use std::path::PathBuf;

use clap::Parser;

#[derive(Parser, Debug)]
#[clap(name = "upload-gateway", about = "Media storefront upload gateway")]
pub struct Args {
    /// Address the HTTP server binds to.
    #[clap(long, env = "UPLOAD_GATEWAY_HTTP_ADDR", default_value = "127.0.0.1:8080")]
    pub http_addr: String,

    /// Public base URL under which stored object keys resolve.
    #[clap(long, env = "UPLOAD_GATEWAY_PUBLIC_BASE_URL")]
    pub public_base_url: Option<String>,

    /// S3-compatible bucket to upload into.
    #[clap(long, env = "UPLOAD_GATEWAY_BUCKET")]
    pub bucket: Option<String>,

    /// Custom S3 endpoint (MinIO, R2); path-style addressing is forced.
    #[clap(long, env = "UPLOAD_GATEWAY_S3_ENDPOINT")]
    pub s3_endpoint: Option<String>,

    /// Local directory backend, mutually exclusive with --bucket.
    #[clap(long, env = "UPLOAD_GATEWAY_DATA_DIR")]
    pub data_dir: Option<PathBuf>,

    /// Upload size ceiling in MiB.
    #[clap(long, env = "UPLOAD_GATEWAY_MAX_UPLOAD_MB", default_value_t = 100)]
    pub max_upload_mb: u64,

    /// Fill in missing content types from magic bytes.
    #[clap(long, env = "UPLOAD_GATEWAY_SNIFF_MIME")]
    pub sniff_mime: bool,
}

• YOUR GOAL:
Exactly the lines from the one with "server binds to." through the last line of the listing above must make up your answer.

• ANSWER FOR THE TASK:
    /// Address the HTTP server binds to.
    #[clap(long, env = "UPLOAD_GATEWAY_HTTP_ADDR", default_value = "127.0.0.1:8080")]
    pub http_addr: String,

    /// Public base URL under which stored object keys resolve.
    #[clap(long, env = "UPLOAD_GATEWAY_PUBLIC_BASE_URL")]
    pub public_base_url: Option<String>,

    /// S3-compatible bucket to upload into.
    #[clap(long, env = "UPLOAD_GATEWAY_BUCKET")]
    pub bucket: Option<String>,

    /// Custom S3 endpoint (MinIO, R2); path-style addressing is forced.
    #[clap(long, env = "UPLOAD_GATEWAY_S3_ENDPOINT")]
    pub s3_endpoint: Option<String>,

    /// Local directory backend, mutually exclusive with --bucket.
    #[clap(long, env = "UPLOAD_GATEWAY_DATA_DIR")]
    pub data_dir: Option<PathBuf>,

    /// Upload size ceiling in MiB.
    #[clap(long, env = "UPLOAD_GATEWAY_MAX_UPLOAD_MB", default_value_t = 100)]
    pub max_upload_mb: u64,

    /// Fill in missing content types from magic bytes.
    #[clap(long, env = "UPLOAD_GATEWAY_SNIFF_MIME")]
    pub sniff_mime: bool,
}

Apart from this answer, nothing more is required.